On Halloween, I got two interviews. One first thing in the morning, the other some ways out of Toronto in the afternoon. I don’t know how I did on the first interview, but on the second? They told me at the end of it that I could start the next day. And I’ve been working there ever since. One and a half months. That’s how long it took me to find work over here. Considering the long, depressing gaps I had job hunting that had lasted for years back in the UK, that was definitely a relief. A relief and, honestly, a major confidence booster.
One hell of a year
As for everything else in my life? It has been nothing short of amazing. I’ve seen Steel Panther live. I’ve been to comic conventions and met some of my favourite stars. I’ve watched hockey and baseball; seen my favourite old movies on the big screen; watched burlesque shows and got drunk as fuck while seeing amazing live bands play. I’ve physically met with people I had only spoken to constantly on the internet and made new friends. I’ve gotten out of Toronto and seen more amazing sights in Ottawa, Montreal and Niagara Falls.

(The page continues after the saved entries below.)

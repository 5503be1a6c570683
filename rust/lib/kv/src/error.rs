use thiserror::Error;

#[derive(Error, Debug)]
pub enum KVError {
    #[error("storage error: {0}")]
    Storage(String),

    /// Another process holds the database file.
    #[error("database already open by another process: {0}")]
    AlreadyOpen(String),

    #[error("bucket not found: {0}")]
    BucketNotFound(String),

    #[error("serialization error: {0}")]
    Serialization(String),

    #[error("I/O error: {0}")]
    Io(String),
}

/// Map any engine error into `KVError::Storage`.
pub(crate) fn storage<E: std::fmt::Display>(e: E) -> KVError {
    KVError::Storage(e.to_string())
}
use serde::{Deserialize, Serialize};

use crate::model::User;

/// What the web layer keeps in its session cookie.
///
/// The signed-in user is an explicit optional field rather than an entry in
/// an untyped map, so reading it never needs a runtime cast.
#[derive(Debug, Clone, Default, PartialEq, Eq, Serialize, Deserialize)]
pub struct SessionPayload {
    #[serde(default, skip_serializing_if = "Option::is_none")]
    pub user: Option<User>,
}

impl SessionPayload {
    pub fn anonymous() -> Self {
        Self::default()
    }

    pub fn signed_in(user: User) -> Self {
        Self { user: Some(user) }
    }

    pub fn is_signed_in(&self) -> bool {
        self.user.is_some()
    }

    /// Id of the signed-in user, if any.
    pub fn current_user_id(&self) -> Option<&str> {
        self.user.as_ref().map(|u| u.id.as_str())
    }

    /// Replace the session's user, returning a reference to it.
    pub fn sign_in(&mut self, user: User) -> &User {
        self.user.insert(user)
    }

    pub fn sign_out(&mut self) {
        self.user = None;
    }
}
use chrono::{DateTime, Utc};

/// Generate a new random ID (UUIDv4, no dashes).
pub fn new_id() -> String {
    uuid::Uuid::new_v4().simple().to_string()
}

/// Current time in UTC.
pub fn now_utc() -> DateTime<Utc> {
    Utc::now()
}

And I’ve been ridiculously lucky when it comes to housemates. As someone who moved in with complete strangers for the first time, I was really lucky to meet some really nice and welcoming people. I even got to spend Thanksgiving, Christmas and Easter with a housemate’s family, all of which were really nice.
One more thing
On Friday, at work, all of us in my department were asked to see our department manager. I thought it would be for something like a regular team update, but I was wrong. It was actually the whole team giving me a couple of gifts. Along with a gift card from popular food chain Tim Hortons, I had also been given a mug signed by everyone in the department. It was a really sweet thing for all of them to do, and I barely had the words to thank them. Exactly a year before, I had been panicking in bed that I wouldn’t be able to make it here, and suddenly next thing I know, I’m rewarded by the people I’ve worked with in a really lovely way.
So here’s the important point. If there’s something you really want to do, then just fucking go for it. Don’t let fear hold you back, and just try as hard as you can. Even if you fail, you’ll be satisfied knowing you tried. And you might just surprise yourself by how much you actually succeed.
Thank you to all my friends and family who have supported me in this. As much work as I’ve put into this, without your support, I’d have never have gone for anything like this, so thank you all. It’s been an absolutely fucking fantastic year, and I can’t wait to find out what’s in store for the next!